━━━ RECORDS ━━━
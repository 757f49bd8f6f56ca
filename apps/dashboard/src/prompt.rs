use anyhow::{bail, Result};
use tokio::io::{self, AsyncBufRead, AsyncBufReadExt, AsyncWrite, AsyncWriteExt, BufReader, Lines};

type Input = Box<dyn AsyncBufRead + Unpin + Send>;
type Output = Box<dyn AsyncWrite + Unpin + Send>;

/// Line-oriented reader shared by the one-shot commands and the shell.
/// Prompts go to `out`; everything else is printed directly.
pub struct Prompter {
    lines: Lines<Input>,
    out: Output,
}

impl Prompter {
    pub fn stdin() -> Self {
        Self::new(BufReader::new(io::stdin()), io::stdout())
    }

    pub fn new(
        input: impl AsyncBufRead + Unpin + Send + 'static,
        out: impl AsyncWrite + Unpin + Send + 'static,
    ) -> Self {
        let input: Input = Box::new(input);
        Self {
            lines: input.lines(),
            out: Box::new(out),
        }
    }

    /// Next raw line, `None` at end of input.
    pub async fn next_line(&mut self) -> Result<Option<String>> {
        Ok(self.lines.next_line().await?)
    }

    /// Writes `text` without a newline.
    pub async fn prompt(&mut self, text: &str) -> Result<()> {
        self.out.write_all(text.as_bytes()).await?;
        self.out.flush().await?;
        Ok(())
    }

    pub async fn ask(&mut self, label: &str) -> Result<String> {
        self.prompt(&format!("{label}: ")).await?;
        match self.next_line().await? {
            Some(line) => Ok(line.trim_end_matches(['\r', '\n']).to_string()),
            None => bail!("input closed while waiting for {label}"),
        }
    }

    pub async fn ask_if_missing(&mut self, value: Option<String>, label: &str) -> Result<String> {
        match value {
            Some(value) => Ok(value),
            None => self.ask(label).await,
        }
    }
}
use reqwest::{Client, Method, StatusCode};
use serde::de::DeserializeOwned;
use serde_json::Value;
use shared::{
    domain::{SiteId, SiteRecord},
    error::ApiMessage,
    protocol::{LoginRequest, LoginResponse, SiteResponse, SiteUpdate, UpdateResponse, UserProfile},
};
use tracing::{debug, info, warn};
use url::Url;

use crate::{
    error::{AuthError, ClientError},
    session::SessionContext,
};

const LOGIN_FAILED: &str = "Login failed";
const SITE_NOT_FOUND: &str = "Site not found";
const UPDATE_FAILED: &str = "Error updating site";

/// Outbound gateway to the dashboard backend. Every authenticated call
/// carries the session's bearer token; a 401 tears the session down.
pub struct ApiClient {
    http: Client,
    base_url: Url,
    session: SessionContext,
}

impl ApiClient {
    pub fn new(base_url: &str, session: SessionContext) -> Result<Self, ClientError> {
        Self::with_client(Client::new(), base_url, session)
    }

    pub fn with_client(
        http: Client,
        base_url: &str,
        session: SessionContext,
    ) -> Result<Self, ClientError> {
        let base_url = Url::parse(base_url.trim_end_matches('/'))?;
        Ok(Self {
            http,
            base_url,
            session,
        })
    }

    pub fn session(&self) -> &SessionContext {
        &self.session
    }

    pub fn base_url(&self) -> &Url {
        &self.base_url
    }

    /// Signs in and stores the issued token and profile in the session.
    pub async fn login(&self, username: &str, password: &str) -> Result<UserProfile, ClientError> {
        let body = self.verify_credentials(username, password).await?;
        self.session.set_session(body.access_token, body.user.clone());
        Ok(body.user)
    }

    /// Checks a username/password pair with the server without touching the
    /// current session. A 401 here means bad credentials, not expiry.
    pub async fn verify_credentials(
        &self,
        username: &str,
        password: &str,
    ) -> Result<LoginResponse, ClientError> {
        let url = self.endpoint(&["api", "auth", "login"])?;
        debug!(%username, "api: login");
        let response = self
            .http
            .post(url)
            .json(&LoginRequest {
                username: username.to_string(),
                password: password.to_string(),
            })
            .send()
            .await?;
        let status = response.status();
        let bytes = response.bytes().await?;
        if !status.is_success() {
            let message = ApiMessage::from_body(&bytes).unwrap_or_else(|| LOGIN_FAILED.into());
            info!(%username, status = status.as_u16(), "api: login rejected");
            return Err(ClientError::Api {
                status: status.as_u16(),
                message,
            });
        }
        Ok(serde_json::from_slice(&bytes)?)
    }

    pub fn logout(&self) {
        self.session.clear();
    }

    /// Generic authenticated call. `path` is relative to the base url and may
    /// carry a query string.
    pub async fn request(
        &self,
        method: Method,
        path: &str,
        body: Option<&Value>,
    ) -> Result<Value, ClientError> {
        let (path, query) = match path.split_once('?') {
            Some((path, query)) => (path, Some(query)),
            None => (path, None),
        };
        let segments: Vec<&str> = path.split('/').filter(|s| !s.is_empty()).collect();
        let mut url = self.endpoint(&segments)?;
        url.set_query(query);
        self.send_authenticated(method, url, body, None).await
    }

    pub async fn fetch_site(&self, site_id: &SiteId) -> Result<SiteRecord, ClientError> {
        let mut url = self.endpoint(&["api", "sites"])?;
        url.query_pairs_mut().append_pair("site_id", site_id.as_str());
        let response: SiteResponse = decode(
            self.send_authenticated(Method::GET, url, None, Some(SITE_NOT_FOUND))
                .await?,
        )?;
        Ok(response.site)
    }

    pub async fn update_site(
        &self,
        site_id: &SiteId,
        update: &SiteUpdate,
    ) -> Result<UpdateResponse, ClientError> {
        let url = self.endpoint(&["api", "sites", site_id.as_str()])?;
        let body = serde_json::to_value(update)?;
        let value = self
            .send_authenticated(Method::PUT, url, Some(&body), Some(UPDATE_FAILED))
            .await?;
        if value.is_null() {
            return Ok(UpdateResponse::default());
        }
        decode(value)
    }

    fn endpoint(&self, segments: &[&str]) -> Result<Url, ClientError> {
        let mut url = self.base_url.clone();
        url.path_segments_mut()
            .map_err(|()| url::ParseError::RelativeUrlWithCannotBeABaseBase)?
            .pop_if_empty()
            .extend(segments);
        Ok(url)
    }

    async fn send_authenticated(
        &self,
        method: Method,
        url: Url,
        body: Option<&Value>,
        fallback_message: Option<&str>,
    ) -> Result<Value, ClientError> {
        let Some(token) = self.session.token() else {
            warn!(%method, path = url.path(), "api: no session token, login required");
            return Err(AuthError::NotAuthenticated.into());
        };

        debug!(%method, path = url.path(), "api: request");
        let mut request = self.http.request(method.clone(), url.clone()).bearer_auth(&token);
        if let Some(body) = body {
            request = request.json(body);
        }
        let response = request.send().await.map_err(|err| {
            warn!(%method, path = url.path(), %err, "api: transport failure");
            ClientError::from(err)
        })?;

        let status = response.status();
        if status == StatusCode::UNAUTHORIZED {
            self.session.expire(&token);
            return Err(AuthError::SessionExpired.into());
        }

        let bytes = response.bytes().await?;
        if !status.is_success() {
            let message = ApiMessage::from_body(&bytes)
                .or_else(|| fallback_message.map(str::to_string))
                .unwrap_or_else(|| status_text(status));
            info!(%method, path = url.path(), status = status.as_u16(), %message, "api: request failed");
            return Err(ClientError::Api {
                status: status.as_u16(),
                message,
            });
        }

        if bytes.is_empty() {
            return Ok(Value::Null);
        }
        Ok(serde_json::from_slice(&bytes)?)
    }
}

fn decode<T: DeserializeOwned>(value: Value) -> Result<T, ClientError> {
    Ok(serde_json::from_value(value)?)
}

fn status_text(status: StatusCode) -> String {
    status
        .canonical_reason()
        .map(str::to_string)
        .unwrap_or_else(|| format!("request failed with status {}", status.as_u16()))
}

#[cfg(test)]
#[path = "tests/api_tests.rs"]
mod tests;
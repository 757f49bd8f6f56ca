use shared::domain::{number_text, FieldKind, FieldValue, SiteId, SiteRecord, SITE_FIELDS};

#[derive(Debug, Clone, PartialEq, Eq)]
pub struct DisplaySlot {
    pub slot: &'static str,
    pub field: &'static str,
    pub label: &'static str,
    pub kind: FieldKind,
    pub text: String,
}

/// Read-only rendering of one site record, one slot per catalog entry.
#[derive(Debug, Clone, PartialEq, Eq)]
pub struct RecordView {
    pub slots: Vec<DisplaySlot>,
}

impl RecordView {
    pub fn slot(&self, slot: &str) -> Option<&DisplaySlot> {
        self.slots.iter().find(|candidate| candidate.slot == slot)
    }

    pub fn text(&self, slot: &str) -> Option<&str> {
        self.slot(slot).map(|slot| slot.text.as_str())
    }

    /// The record key as shown on screen: the primary identifier slot, or
    /// the legacy one when the primary is blank.
    pub fn site_id(&self) -> Option<SiteId> {
        ["site", "site_id"]
            .into_iter()
            .filter_map(|slot| self.text(slot))
            .find_map(SiteId::parse)
    }
}

pub fn render_record(record: &SiteRecord) -> RecordView {
    let slots = SITE_FIELDS
        .iter()
        .map(|def| {
            let value = record.get(def.field);
            let text = match def.kind {
                FieldKind::Percentage => format_percentage(value),
                _ => value.map(FieldValue::display_text).unwrap_or_default(),
            };
            DisplaySlot {
                slot: def.slot,
                field: def.field,
                label: def.label,
                kind: def.kind,
                text,
            }
        })
        .collect();
    RecordView { slots }
}

/// `12.5` and `"12.5"` display as `12.5%`; text that is not a number is
/// shown as-is; null shows nothing.
pub fn format_percentage(value: Option<&FieldValue>) -> String {
    match value {
        None | Some(FieldValue::Null) => String::new(),
        Some(FieldValue::Number(number)) => format!("{}%", number_text(number)),
        Some(FieldValue::Text(text)) => match text.trim().parse::<f64>() {
            Ok(parsed) if parsed.is_finite() => format!("{parsed}%"),
            _ => text.clone(),
        },
        Some(other) => other.display_text(),
    }
}

/// Rewrites `yyyy-mm-dd` as `dd-mm-yyyy`. Purely textual: anything that is
/// not three dash-separated parts led by a four-character year is returned
/// unchanged, and calendar validity is not checked.
pub fn normalize_date_input(value: &str) -> String {
    let parts: Vec<&str> = value.split('-').collect();
    match parts.as_slice() {
        [year, month, day] if year.len() == 4 => format!("{day}-{month}-{year}"),
        _ => value.to_string(),
    }
}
━━━
YOUR ASSIGNMENT ▸
Your task for the entries above: copy exactly the span starting with the line with "Self::with_client(Client::new(), base_url, session)" and going on through the line with "pub async fn login(&self, username: &str, password: &str)", both lines included, and nothing else.

FINISHED EXERCISE ▸
        Self::with_client(Client::new(), base_url, session)
    }

    pub fn with_client(
        http: Client,
        base_url: &str,
        session: SessionContext,
    ) -> Result<Self, ClientError> {
        let base_url = Url::parse(base_url.trim_end_matches('/'))?;
        Ok(Self {
            http,
            base_url,
            session,
        })
    }

    pub fn session(&self) -> &SessionContext {
        &self.session
    }

    pub fn base_url(&self) -> &Url {
        &self.base_url
    }

    /// Signs in and stores the issued token and profile in the session.
    pub async fn login(&self, username: &str, password: &str) -> Result<UserProfile, ClientError> {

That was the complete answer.